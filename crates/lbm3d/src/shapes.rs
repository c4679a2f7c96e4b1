//! Boundary shapes for building the solid mask.
//!
//! Every shape is a signed-distance oracle in MD units: negative distance is
//! inside the solid, positive is in open fluid. `direction = -1` flips a shape
//! inside out, which turns a capped cylinder into a closed pipe.
//!
//! - Wall: half-space `p . normal < offset`
//! - Cylinder: capped cylinder around an axis
//! - HollowCone: conical funnel wall of finite thickness
//! - Sphere: ball around a centre

use glam::{DVec2, DVec3};
use serde::{Deserialize, Serialize};

use crate::error::GeometryError;

/// Inside/outside and distance queries against a solid primitive.
pub trait ShapeOracle {
    /// Signed distance to the surface (negative = inside solid).
    fn distance(&self, point: DVec3) -> f64;

    /// Whether the point lies in the solid. Points on the surface count as solid.
    fn inside(&self, point: DVec3) -> bool {
        self.distance(point) <= 0.0
    }
}

/// Half-space bounded by a plane.
///
/// Fluid is on the side the normal points to.
#[derive(Clone, Debug, PartialEq, Serialize, Deserialize)]
pub struct Wall {
    pub normal: DVec3, // Unit normal pointing into the fluid
    pub offset: f64,   // Plane is p . normal = offset
}

impl Wall {
    /// Wall with the given normal (normalised here) and offset.
    pub fn new(normal: DVec3, offset: f64) -> Self {
        Self {
            normal: normal.normalize_or_zero(),
            offset,
        }
    }
}

impl ShapeOracle for Wall {
    fn distance(&self, point: DVec3) -> f64 {
        point.dot(self.normal) - self.offset
    }
}

/// Capped cylinder.
#[derive(Clone, Debug, PartialEq, Serialize, Deserialize)]
pub struct Cylinder {
    pub center: DVec3,
    pub axis: DVec3, // Unit axis
    pub radius: f64,
    pub length: f64, // Full length along the axis
    pub direction: f64,
}

impl Cylinder {
    pub fn new(center: DVec3, axis: DVec3, radius: f64, length: f64) -> Self {
        Self {
            center,
            axis: axis.normalize_or_zero(),
            radius,
            length,
            direction: 1.0,
        }
    }

    /// Solid outside, fluid inside.
    pub fn pipe(center: DVec3, axis: DVec3, radius: f64, length: f64) -> Self {
        Self {
            direction: -1.0,
            ..Self::new(center, axis, radius, length)
        }
    }
}

impl ShapeOracle for Cylinder {
    fn distance(&self, point: DVec3) -> f64 {
        let (rho, a) = axial_coords(point - self.center, self.axis);
        let d = box_sdf(
            DVec2::new(rho, a.abs()),
            DVec2::new(self.radius, 0.5 * self.length),
        );
        d * self.direction
    }
}

/// Funnel-shaped conical wall.
///
/// The wall starts at a rim of radius `inner_radius` in the plane through
/// `center` normal to `axis`, and flares towards `+axis` at `opening_angle`
/// from the axis. `outer_radius` is the length of the wall along the slant,
/// so the far rim sits at radius `inner_radius + outer_radius * sin(angle)`.
/// `width` is the wall thickness measured normal to the wall.
#[derive(Clone, Debug, PartialEq, Serialize, Deserialize)]
pub struct HollowCone {
    pub center: DVec3,
    pub axis: DVec3,
    pub inner_radius: f64,
    pub outer_radius: f64,
    pub width: f64,
    pub opening_angle: f64, // Radians, in (0, pi/2]
    pub direction: f64,
}

impl HollowCone {
    pub fn new(
        center: DVec3,
        axis: DVec3,
        inner_radius: f64,
        outer_radius: f64,
        width: f64,
        opening_angle: f64,
    ) -> Self {
        Self {
            center,
            axis: axis.normalize_or_zero(),
            inner_radius,
            outer_radius,
            width,
            opening_angle,
            direction: 1.0,
        }
    }

    /// Length of the wall along its slant.
    pub fn slant_length(&self) -> f64 {
        self.outer_radius
    }

    /// Radius of the far rim.
    pub fn outer_rim_radius(&self) -> f64 {
        self.inner_radius + self.outer_radius * self.opening_angle.sin()
    }
}

impl ShapeOracle for HollowCone {
    fn distance(&self, point: DVec3) -> f64 {
        let (rho, a) = axial_coords(point - self.center, self.axis);
        let (sin, cos) = self.opening_angle.sin_cos();

        // Wall frame: s along the slant from the rim, t normal to the wall
        let q = DVec2::new(rho - self.inner_radius, a);
        let along = DVec2::new(sin, cos);
        let normal = DVec2::new(cos, -sin);
        let half_len = 0.5 * self.slant_length();
        let local = DVec2::new(q.dot(along) - half_len, q.dot(normal));

        box_sdf(local.abs(), DVec2::new(half_len, 0.5 * self.width)) * self.direction
    }
}

/// Ball.
#[derive(Clone, Debug, PartialEq, Serialize, Deserialize)]
pub struct Sphere {
    pub center: DVec3,
    pub radius: f64,
    pub direction: f64,
}

impl Sphere {
    pub fn new(center: DVec3, radius: f64) -> Self {
        Self {
            center,
            radius,
            direction: 1.0,
        }
    }
}

impl ShapeOracle for Sphere {
    fn distance(&self, point: DVec3) -> f64 {
        ((point - self.center).length() - self.radius) * self.direction
    }
}

/// Any boundary shape. Shapes are combined by ordered union.
#[derive(Clone, Debug, PartialEq, Serialize, Deserialize)]
#[serde(tag = "type", rename_all = "snake_case")]
pub enum Shape {
    Wall(Wall),
    Cylinder(Cylinder),
    HollowCone(HollowCone),
    Sphere(Sphere),
}

impl Shape {
    /// Flip inside and outside.
    pub fn inverted(mut self) -> Self {
        match &mut self {
            Shape::Wall(w) => {
                w.normal = -w.normal;
                w.offset = -w.offset;
            }
            Shape::Cylinder(c) => c.direction = -c.direction,
            Shape::HollowCone(c) => c.direction = -c.direction,
            Shape::Sphere(s) => s.direction = -s.direction,
        }
        self
    }

    pub fn name(&self) -> &'static str {
        match self {
            Shape::Wall(_) => "wall",
            Shape::Cylinder(_) => "cylinder",
            Shape::HollowCone(_) => "hollow_cone",
            Shape::Sphere(_) => "sphere",
        }
    }

    /// Reject degenerate parameters before they reach the mask builder.
    pub fn validate(&self) -> Result<(), GeometryError> {
        let invalid = |msg: &str| Err(GeometryError::InvalidShape(format!("{}: {}", self.name(), msg)));
        match self {
            Shape::Wall(w) => {
                if !w.normal.is_finite() || w.normal.length_squared() < 0.5 {
                    return invalid("normal must be a non-zero vector");
                }
                if !w.offset.is_finite() {
                    return invalid("offset must be finite");
                }
            }
            Shape::Cylinder(c) => {
                if !c.axis.is_finite() || c.axis.length_squared() < 0.5 {
                    return invalid("axis must be a non-zero vector");
                }
                if !(c.radius > 0.0) || !(c.length > 0.0) {
                    return invalid("radius and length must be positive");
                }
                if c.direction.abs() != 1.0 {
                    return invalid("direction must be +1 or -1");
                }
            }
            Shape::HollowCone(c) => {
                if !c.axis.is_finite() || c.axis.length_squared() < 0.5 {
                    return invalid("axis must be a non-zero vector");
                }
                if !(c.inner_radius >= 0.0) || !(c.outer_radius > 0.0) {
                    return invalid("inner radius must be non-negative and slant length positive");
                }
                if !(c.width > 0.0) {
                    return invalid("width must be positive");
                }
                if !(c.opening_angle > 0.0 && c.opening_angle <= std::f64::consts::FRAC_PI_2) {
                    return invalid("opening angle must lie in (0, pi/2]");
                }
                if c.direction.abs() != 1.0 {
                    return invalid("direction must be +1 or -1");
                }
            }
            Shape::Sphere(s) => {
                if !s.center.is_finite() || !(s.radius > 0.0) {
                    return invalid("radius must be positive");
                }
                if s.direction.abs() != 1.0 {
                    return invalid("direction must be +1 or -1");
                }
            }
        }
        Ok(())
    }
}

impl ShapeOracle for Shape {
    fn distance(&self, point: DVec3) -> f64 {
        match self {
            Shape::Wall(s) => s.distance(point),
            Shape::Cylinder(s) => s.distance(point),
            Shape::HollowCone(s) => s.distance(point),
            Shape::Sphere(s) => s.distance(point),
        }
    }
}

impl From<Wall> for Shape {
    fn from(s: Wall) -> Self {
        Shape::Wall(s)
    }
}

impl From<Cylinder> for Shape {
    fn from(s: Cylinder) -> Self {
        Shape::Cylinder(s)
    }
}

impl From<HollowCone> for Shape {
    fn from(s: HollowCone) -> Self {
        Shape::HollowCone(s)
    }
}

impl From<Sphere> for Shape {
    fn from(s: Sphere) -> Self {
        Shape::Sphere(s)
    }
}

/// Radial distance from the axis and signed axial coordinate.
#[inline]
fn axial_coords(rel: DVec3, axis: DVec3) -> (f64, f64) {
    let a = rel.dot(axis);
    let rho = (rel - a * axis).length();
    (rho, a)
}

/// Signed distance to an axis-aligned box centred at the origin, evaluated
/// in the positive quadrant.
#[inline]
fn box_sdf(p: DVec2, half_extents: DVec2) -> f64 {
    let d = p - half_extents;
    d.max(DVec2::ZERO).length() + d.x.max(d.y).min(0.0)
}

Your objective ->
Give every line of the material that includes the string "must".

Your response ->
                    return invalid("normal must be a non-zero vector");
                    return invalid("offset must be finite");
                    return invalid("axis must be a non-zero vector");
                    return invalid("radius and length must be positive");
                    return invalid("direction must be +1 or -1");
                    return invalid("axis must be a non-zero vector");
                    return invalid("inner radius must be non-negative and slant length positive");
                    return invalid("width must be positive");
                    return invalid("opening angle must lie in (0, pi/2]");
                    return invalid("direction must be +1 or -1");
                    return invalid("radius must be positive");
                    return invalid("direction must be +1 or -1");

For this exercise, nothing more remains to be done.